**The problem**
Print the lines in the listing below that fall between the line with "pub async fn load(&self)" and the line with "Err(e) if e.kind()", those two lines included, exactly as they stand and with nothing else.

**Dataset entries**

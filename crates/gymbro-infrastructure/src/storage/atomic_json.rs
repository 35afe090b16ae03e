//! Atomic JSON file operations.
//!
//! Writes go to a hidden temporary file in the same directory, are fsynced,
//! then renamed over the target, so readers observe either the old or the
//! new content and never a torn write.

use gymbro_core::error::Result;
use serde::{Serialize, de::DeserializeOwned};
use std::io::ErrorKind;
use std::marker::PhantomData;
use std::path::PathBuf;
use tokio::fs;
use tokio::io::AsyncWriteExt;

/// A handle to a JSON file with atomic save semantics.
pub struct AtomicJsonFile<T> {
    path: PathBuf,
    _phantom: PhantomData<T>,
}

impl<T> AtomicJsonFile<T>
where
    T: Serialize + DeserializeOwned,
{
    pub fn new(path: PathBuf) -> Self {
        Self {
            path,
            _phantom: PhantomData,
        }
    }

    /// Loads and deserializes the file.
    ///
    /// # Returns
    ///
    /// - `Ok(Some(T))`: Successfully loaded and deserialized
    /// - `Ok(None)`: File doesn't exist or is empty
    /// - `Err`: Failed to read or parse the file
    pub async fn load(&self) -> Result<Option<T>> {
        let content = match fs::read_to_string(&self.path).await {
            Ok(content) => content,
            Err(e) if e.kind() == ErrorKind::NotFound => return Ok(None),
            Err(e) => return Err(e.into()),
        };

        if content.trim().is_empty() {
            return Ok(None);
        }

        Ok(Some(serde_json::from_str(&content)?))
    }

    /// Serializes `data` and replaces the file atomically.
    pub async fn save(&self, data: &T) -> Result<()> {
        if let Some(parent) = self.path.parent() {
            fs::create_dir_all(parent).await?;
        }

        let json = serde_json::to_string_pretty(data)?;

        let tmp_path = self.temp_path();
        let mut tmp_file = fs::File::create(&tmp_path).await?;
        tmp_file.write_all(json.as_bytes()).await?;
        tmp_file.sync_all().await?;
        drop(tmp_file);

        fs::rename(&tmp_path, &self.path).await?;
        Ok(())
    }

    fn temp_path(&self) -> PathBuf {
        let file_name = self
            .path
            .file_name()
            .map(|n| n.to_string_lossy().into_owned())
            .unwrap_or_default();
        let tmp_name = format!(".{}.tmp", file_name);
        match self.path.parent() {
            Some(parent) => parent.join(tmp_name),
            None => PathBuf::from(tmp_name),
        }
    }
}
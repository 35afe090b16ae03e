//! Workout session domain model.
//!
//! A `WorkoutSession` is the ephemeral, mutable aggregate of a workout in
//! progress. It owns its records exclusively and keeps a running point total
//! that always equals the sum of its records' points.

use chrono::{DateTime, Utc};
use serde::{Deserialize, Serialize};
use std::time::Duration;
use uuid::Uuid;

/// One logged exercise set.
#[derive(Debug, Clone, PartialEq, Eq, Serialize, Deserialize)]
pub struct Record {
    /// Generated, opaque record identifier (UUID format)
    pub record_id: String,
    /// Owning session; never changes once set
    pub session_id: String,
    pub exercise_id: i64,
    pub reps: i64,
    pub weight: i64,
    /// Derived score for this set
    pub points: i64,
}

impl Record {
    /// Creates a record owned by `session_id` with a fresh id.
    pub fn new(session_id: &str, exercise_id: i64, reps: i64, weight: i64, points: i64) -> Self {
        Self {
            record_id: Uuid::new_v4().to_string(),
            session_id: session_id.to_string(),
            exercise_id,
            reps,
            weight,
            points,
        }
    }
}

/// A user's workout in progress.
///
/// At most one exists per `user_id`; the Session Store enforces that.
#[derive(Debug, Clone, PartialEq, Eq, Serialize, Deserialize)]
pub struct WorkoutSession {
    pub user_id: String,
    /// Unique session identifier (UUID format); becomes the workout id
    pub session_id: String,
    pub start_time: DateTime<Utc>,
    /// Refreshed by the store on every successful update
    pub last_updated: DateTime<Utc>,
    /// Records in insertion order
    #[serde(default)]
    pub records: Vec<Record>,
    /// Running total, equal to the sum of `records[*].points`
    #[serde(default)]
    pub points: i64,
    /// Store-managed revision used for compare-and-swap updates
    #[serde(default)]
    pub revision: u64,
    /// When a reconciliation claimed the session. While set, the session
    /// accepts no mutations; a failed reconciliation clears it again.
    #[serde(default)]
    pub sealed_at: Option<DateTime<Utc>>,
}

impl WorkoutSession {
    /// Creates an empty session for `user_id` starting now.
    pub fn new(user_id: &str) -> Self {
        let now = Utc::now();
        Self {
            user_id: user_id.to_string(),
            session_id: Uuid::new_v4().to_string(),
            start_time: now,
            last_updated: now,
            records: Vec::new(),
            points: 0,
            revision: 0,
            sealed_at: None,
        }
    }

    /// True when the last mutation is strictly older than `max_age` at `now`.
    pub fn is_stale(&self, now: DateTime<Utc>, max_age: Duration) -> bool {
        match chrono::Duration::from_std(max_age) {
            Ok(max_age) => now.signed_duration_since(self.last_updated) > max_age,
            Err(_) => false,
        }
    }

    pub fn is_sealed(&self) -> bool {
        self.sealed_at.is_some()
    }

    /// True when a seal exists and is younger than `lease` at `now`, meaning
    /// its reconciliation may still be running.
    pub fn seal_is_held(&self, now: DateTime<Utc>, lease: Duration) -> bool {
        let Some(sealed_at) = self.sealed_at else {
            return false;
        };
        match chrono::Duration::from_std(lease) {
            Ok(lease) => now.signed_duration_since(sealed_at) <= lease,
            Err(_) => true,
        }
    }

    pub fn find_record(&self, record_id: &str) -> Option<&Record> {
        self.records.iter().find(|r| r.record_id == record_id)
    }

    /// Appends a record and adds its points to the total.
    pub fn push_record(&mut self, record: Record) {
        self.points = self.points.saturating_add(record.points);
        self.records.push(record);
    }

    /// Removes a record, subtracting its points from the total.
    pub fn remove_record(&mut self, record_id: &str) -> Option<Record> {
        let index = self.records.iter().position(|r| r.record_id == record_id)?;
        let removed = self.records.remove(index);
        self.points = self.points.saturating_sub(removed.points);
        Some(removed)
    }

    /// Replaces reps/weight/points of a record and adjusts the total by the delta.
    ///
    /// Returns the point delta, or `None` if no such record exists.
    pub fn update_record(
        &mut self,
        record_id: &str,
        reps: i64,
        weight: i64,
        points: i64,
    ) -> Option<i64> {
        let record = self.records.iter_mut().find(|r| r.record_id == record_id)?;
        let delta = points.saturating_sub(record.points);
        record.reps = reps;
        record.weight = weight;
        record.points = points;
        self.points = self.points.saturating_add(delta);
        Some(delta)
    }

    /// Adds `bonus` to the record at `index` and to the session total.
    pub fn award_bonus(&mut self, index: usize, bonus: i64) {
        if let Some(record) = self.records.get_mut(index) {
            record.points = record.points.saturating_add(bonus);
            self.points = self.points.saturating_add(bonus);
        }
    }

    /// Sum of the records' points; equals `points` for any well-formed session.
    pub fn records_points_total(&self) -> i64 {
        self.records
            .iter()
            .fold(0i64, |total, r| total.saturating_add(r.points))
    }
}
use anyhow::Result;
use clap::{Parser, Subcommand};
use std::path::PathBuf;

mod commands;
mod logging;
mod wiring;

#[derive(Parser)]
#[command(name = "gymbro")]
#[command(about = "GYMBRO - workout session engine", long_about = None)]
struct Cli {
    /// Path to config.toml (defaults to $GYMBRO_CONFIG, then the platform config dir)
    #[arg(long, global = true)]
    config: Option<PathBuf>,

    #[command(subcommand)]
    command: Commands,
}

#[derive(Subcommand)]
enum Commands {
    /// Run the reclamation scheduler until Ctrl-C
    Run,
    /// Print the effective configuration
    Config,
    /// List a user's completed workouts from the history directory
    History {
        /// User ID
        user_id: String,
    },
}

#[tokio::main]
async fn main() -> Result<()> {
    let cli = Cli::parse();

    match cli.command {
        Commands::Run => commands::run::run(cli.config).await?,
        Commands::Config => commands::config::show(cli.config).await?,
        Commands::History { user_id } => commands::history::list(cli.config, &user_id).await?,
    }

    Ok(())
}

**Answer area**
    pub async fn load(&self) -> Result<Option<T>> {
        let content = match fs::read_to_string(&self.path).await {
            Ok(content) => content,
            Err(e) if e.kind() == ErrorKind::NotFound => return Ok(None),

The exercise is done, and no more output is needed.